Child Cancer Foundation stepped in to help the Truter family the day after Arian’s diagnosis. Their Family Support Coordinators, firstly Donna and now Stephanie, have stood alongside them through every stage of the last five and a half years, helping them cope both emotionally and financially.
Neither Nadim nor Sanaz were able to work during Arian’s treatment, so Donna provided them with financial support when they were struggling to meet household costs. She also introduced them to their local Connect Group so they could meet other families going through childhood cancer. “This helped us build a local network which was amazing,” says Sanaz. “Seeing other children who had survived gave us so much hope.”

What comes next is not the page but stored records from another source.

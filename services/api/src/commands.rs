use crate::infra::load_engine;
use clap::Args;
use recruit_finder::config::AppConfig;
use recruit_finder::error::AppError;
use recruit_finder::recruit::{
    FilterResult, Item, Operator, Recommendations, RecruitEngine, Tier,
};
use recruit_finder::telemetry;
use std::path::PathBuf;

#[derive(Args, Debug)]
pub(crate) struct FilterArgs {
    /// Selected tags, types, positions or rarity aliases (comma separated, at most 6)
    #[arg(long, value_delimiter = ',', required = true)]
    pub(crate) tags: Vec<String>,
    /// Roster JSON to use instead of the configured dataset
    #[arg(long)]
    pub(crate) roster: Option<PathBuf>,
    /// Print the grouped result as JSON
    #[arg(long)]
    pub(crate) json: bool,
}

#[derive(Args, Debug)]
pub(crate) struct RecommendArgs {
    /// Roster JSON to use instead of the configured dataset
    #[arg(long)]
    pub(crate) roster: Option<PathBuf>,
    /// Only show one tier (`5` or `4-plus`)
    #[arg(long)]
    pub(crate) tier: Option<Tier>,
    /// Print the labeled combinations as JSON
    #[arg(long)]
    pub(crate) json: bool,
}

fn prepare_engine(roster: Option<PathBuf>) -> Result<std::sync::Arc<RecruitEngine>, AppError> {
    let config = AppConfig::load()?;
    telemetry::init(&config.telemetry)?;
    load_engine(&config.engine, roster)
}

pub(crate) fn run_filter(args: FilterArgs) -> Result<(), AppError> {
    let FilterArgs { tags, roster, json } = args;

    let engine = prepare_engine(roster)?;
    let selection = engine.parse_selection(tags.as_slice())?;
    let result = engine.filter(&selection);

    if json {
        println!("{}", serde_json::to_string_pretty(&*result)?);
    } else {
        let labels: Vec<&str> = selection.items().iter().map(|item| item.label()).collect();
        render_filter_result(&labels, &result);
    }

    Ok(())
}

pub(crate) fn run_recommend(args: RecommendArgs) -> Result<(), AppError> {
    let RecommendArgs { roster, tier, json } = args;

    let engine = prepare_engine(roster)?;
    let recommendations = engine.recommendations();
    let recommendations = match tier {
        Some(tier) => recommendations.only(tier),
        None => (*recommendations).clone(),
    };

    if json {
        println!("{}", serde_json::to_string_pretty(&recommendations)?);
    } else {
        render_recommendations(&recommendations, engine.roster().len());
    }

    Ok(())
}

pub(crate) fn run_vocabulary() {
    let mut family = "";
    for item in Item::vocabulary() {
        let heading = match item {
            Item::Type(_) => "Types",
            Item::Position(_) => "Positions",
            Item::Tag(_) => "Tags",
            Item::Alias(_) => "Rarity aliases",
        };
        if heading != family {
            if !family.is_empty() {
                println!();
            }
            println!("{heading}");
            family = heading;
        }
        println!("  {:<16} {}", item.label(), item.native_label());
    }
}

fn render_filter_result(selection: &[&str], result: &FilterResult) {
    println!("Selection: {}", selection.join(", "));

    if result.is_empty() {
        println!("No operators match any combination of the selection.");
        return;
    }

    for group in result.groups() {
        println!("\n{} ({})", group.key(), group.operators.len());
        for operator in &group.operators {
            println!("  {}", operator_line(operator));
        }
    }
}

fn render_recommendations(recommendations: &Recommendations, roster_size: usize) {
    println!(
        "Guaranteed combinations across {} operators: {}",
        roster_size,
        recommendations.len()
    );

    for tier in Tier::ordered() {
        let entries: Vec<_> = recommendations.tier(tier).collect();
        if entries.is_empty() {
            continue;
        }

        let heading = match tier {
            Tier::Five => "5★ guaranteed",
            Tier::FourPlus => "4★ or better guaranteed",
        };
        println!("\n{heading}");
        for entry in entries {
            let names: Vec<&str> = entry
                .operators
                .iter()
                .map(|operator| operator.name.as_str())
                .collect();
            println!("  {:<32} {}", entry.combination.key(), names.join(", "));
        }
    }
}

fn operator_line(operator: &Operator) -> String {
    let operator_type = operator
        .operator_type
        .map(|value| value.label())
        .unwrap_or("unknown");
    let traits: Vec<&str> = operator.tags.iter().map(|item| item.label()).collect();
    format!(
        "{} {:<14} {:<10} {}",
        operator.rarity,
        operator.name,
        operator_type,
        traits.join(", ")
    )
}
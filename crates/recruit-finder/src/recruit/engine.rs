use chrono::{DateTime, Utc};
use lru::LruCache;
use std::num::NonZeroUsize;
use std::sync::{Arc, Mutex, OnceLock, PoisonError};
use tracing::{debug, info};

use super::filter::{filter_operators, FilterResult};
use super::recommend::{detect_recommended_tags, Recommendations};
use super::roster::Roster;
use super::selection::{Selection, SelectionError};
use crate::config::EngineConfig;

/// Shares one immutable roster between the live filter and the detector, memoizing both.
///
/// A new roster means a new engine; nothing here is invalidated in place.
pub struct RecruitEngine {
    roster: Arc<Roster>,
    max_selection: usize,
    filter_cache: Mutex<LruCache<Selection, Arc<FilterResult>>>,
    recommendations: OnceLock<(Arc<Recommendations>, DateTime<Utc>)>,
}

impl RecruitEngine {
    pub fn new(roster: Roster, config: &EngineConfig) -> Self {
        let capacity =
            NonZeroUsize::new(config.filter_cache_capacity).unwrap_or(NonZeroUsize::MIN);
        Self {
            roster: Arc::new(roster),
            max_selection: config.max_selection,
            filter_cache: Mutex::new(LruCache::new(capacity)),
            recommendations: OnceLock::new(),
        }
    }

    pub fn roster(&self) -> &Roster {
        &self.roster
    }

    pub fn max_selection(&self) -> usize {
        self.max_selection
    }

    /// Validates raw labels against the vocabulary and the configured selection limit.
    pub fn parse_selection<S: AsRef<str>>(&self, raw: &[S]) -> Result<Selection, SelectionError> {
        Selection::parse(raw, self.max_selection)
    }

    pub fn filter(&self, selection: &Selection) -> Arc<FilterResult> {
        if let Some(hit) = self
            .filter_cache
            .lock()
            .unwrap_or_else(PoisonError::into_inner)
            .get(selection)
        {
            debug!(items = selection.len(), "live filter cache hit");
            return Arc::clone(hit);
        }

        let result = Arc::new(filter_operators(self.roster.operators(), selection));
        self.filter_cache
            .lock()
            .unwrap_or_else(PoisonError::into_inner)
            .put(selection.clone(), Arc::clone(&result));
        result
    }

    pub fn filter_labels<S: AsRef<str>>(
        &self,
        raw: &[S],
    ) -> Result<Arc<FilterResult>, SelectionError> {
        let selection = self.parse_selection(raw)?;
        Ok(self.filter(&selection))
    }

    pub fn recommendations(&self) -> Arc<Recommendations> {
        Arc::clone(&self.recommendation_snapshot().0)
    }

    /// When the cached detector output was computed; first call computes it.
    pub fn recommendations_generated_at(&self) -> DateTime<Utc> {
        self.recommendation_snapshot().1
    }

    fn recommendation_snapshot(&self) -> &(Arc<Recommendations>, DateTime<Utc>) {
        self.recommendations.get_or_init(|| {
            let result = detect_recommended_tags(self.roster.operators());
            info!(
                operators = self.roster.len(),
                combinations = result.len(),
                "recommended tag combinations computed"
            );
            (Arc::new(result), Utc::now())
        })
    }
}

#[cfg(test)]
mod tests {
    use super::*;

    fn engine(capacity: usize) -> RecruitEngine {
        let roster = Roster::from_json_str(
            r#"[
                {"id": 1, "name": "X", "rarity": 5, "type": "術師", "tags": ["爆発力"]},
                {"id": 2, "name": "Y", "rarity": 3, "type": "術師", "tags": []},
                {"id": 3, "name": "Z", "rarity": 5, "type": "医療", "tags": ["爆発力"]}
            ]"#,
        )
        .expect("roster parses");
        let config = EngineConfig {
            filter_cache_capacity: capacity,
            ..EngineConfig::default()
        };
        RecruitEngine::new(roster, &config)
    }

    #[test]
    fn repeated_filter_calls_share_the_cached_result() {
        let engine = engine(4);
        let first = engine.filter_labels(&["caster", "burst"]).expect("valid");
        let second = engine.filter_labels(&["術師", "爆発力"]).expect("valid");

        assert!(Arc::ptr_eq(&first, &second));
        assert_eq!(first.keys(), vec!["caster + burst", "caster", "burst"]);
    }

    #[test]
    fn selection_order_is_part_of_the_cache_key() {
        let engine = engine(4);
        let forward = engine.filter_labels(&["caster", "burst"]).expect("valid");
        let reverse = engine.filter_labels(&["burst", "caster"]).expect("valid");

        assert!(!Arc::ptr_eq(&forward, &reverse));
        assert_eq!(reverse.keys(), vec!["burst + caster", "burst", "caster"]);
    }

    #[test]
    fn evicted_results_are_recomputed_identically() {
        let engine = engine(1);
        let first = engine.filter_labels(&["caster"]).expect("valid");
        engine.filter_labels(&["burst"]).expect("valid");
        let again = engine.filter_labels(&["caster"]).expect("valid");

        assert!(!Arc::ptr_eq(&first, &again));
        assert_eq!(*first, *again);
    }

    #[test]
    fn recommendations_are_computed_once() {
        let engine = engine(4);
        let first = engine.recommendations();
        let second = engine.recommendations();

        assert!(Arc::ptr_eq(&first, &second));
        assert_eq!(
            first.keys(),
            vec![
                "medic [tier-5]",
                "burst [tier-5]",
                "burst + caster [tier-5]"
            ]
        );
    }

    #[test]
    fn generation_time_is_fixed_once_computed() {
        let engine = engine(4);
        let before = Utc::now();
        let first = engine.recommendations_generated_at();
        engine.recommendations();
        let second = engine.recommendations_generated_at();

        assert!(first >= before);
        assert_eq!(first, second);
    }

    #[test]
    fn selection_limit_comes_from_config() {
        let roster = Roster::default();
        let config = EngineConfig {
            max_selection: 1,
            ..EngineConfig::default()
        };
        let engine = RecruitEngine::new(roster, &config);

        let err = engine
            .filter_labels(&["caster", "burst"])
            .expect_err("limit enforced");
        assert_eq!(err, SelectionError::TooManyItems { max: 1, actual: 2 });
    }
}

Donna also coordinated the Beads of Courage® programme for Arian, which was crucial for his mental wellbeing throughout treatment. Even though he wasn’t fully aware of what was happening, Arian was scared of hospital and the radiation room, so every new bead after a radiation session was a special incentive that also recognised his courage.
When Stephanie stepped in to support the Truter family, she saw the opportunity for Arian to nurture a passion and develop his confidence through receiving a Personal Development Grant for piano lessons.
“Arian is so much more relaxed when he’s playing; I see a totally different child now,” says Sanaz. “At first he gets really anxious when he starts to learn a new song, but he gets so excited when he eventually works it out.”
The most meaningful aspect of Child Cancer Foundation’s support for Sanaz and Nadim has been having someone to talk to who truly understands the impact childhood cancer can have on a family. “You want to talk to someone who actually gets it and Stephanie is my go-to person,” says Sanaz. “She is so approachable and so caring; we have a special bond.”
After years of just trying to get from one day to the next, the Truter family feel grateful to be at a point where they can see a longer future. Sanaz and Nadim are excited to choose an intermediate school with Arian and are even looking forward to his life after high school and university. “We don’t know what the future will hold, but we still have that hope,” says Nadim.
Sanaz says the whole experience has helped them understand where their values and priorities lie. “We don’t take anything for granted anymore, and we’ve stopped worrying about the little things,” she says. “Arian’s cancer has made me live for today, not for tomorrow or the next day, and to appreciate every minute of my life.”